((

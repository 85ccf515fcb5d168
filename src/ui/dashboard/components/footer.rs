//! Dashboard footer component
//!
//! Renders footer with key hints and the copyright line

use ratatui::Frame;
use ratatui::layout::{Alignment, Rect};
use ratatui::prelude::{Color, Modifier, Style};
use ratatui::widgets::{Block, BorderType, Borders, Paragraph};

/// Render the fixed footer row.
pub fn render_footer(f: &mut Frame, area: Rect) {
    let footer_text = "[Q] Quit | [R] Refresh | (c) 2024 Predulive Labs. All rights reserved.";

    let footer = Paragraph::new(footer_text)
        .alignment(Alignment::Center)
        .style(
            Style::default()
                .fg(Color::Cyan)
                .add_modifier(Modifier::BOLD),
        )
        .block(
            Block::default()
                .borders(Borders::TOP)
                .border_type(BorderType::Thick),
        );
    f.render_widget(footer, area);
}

))

Task prompt - Return all lines of the data in which the string "ratatui" appears.

Output of the exercise -
use ratatui::Frame;
use ratatui::layout::{Alignment, Rect};
use ratatui::prelude::{Color, Modifier, Style};
use ratatui::widgets::{Block, BorderType, Borders, Paragraph};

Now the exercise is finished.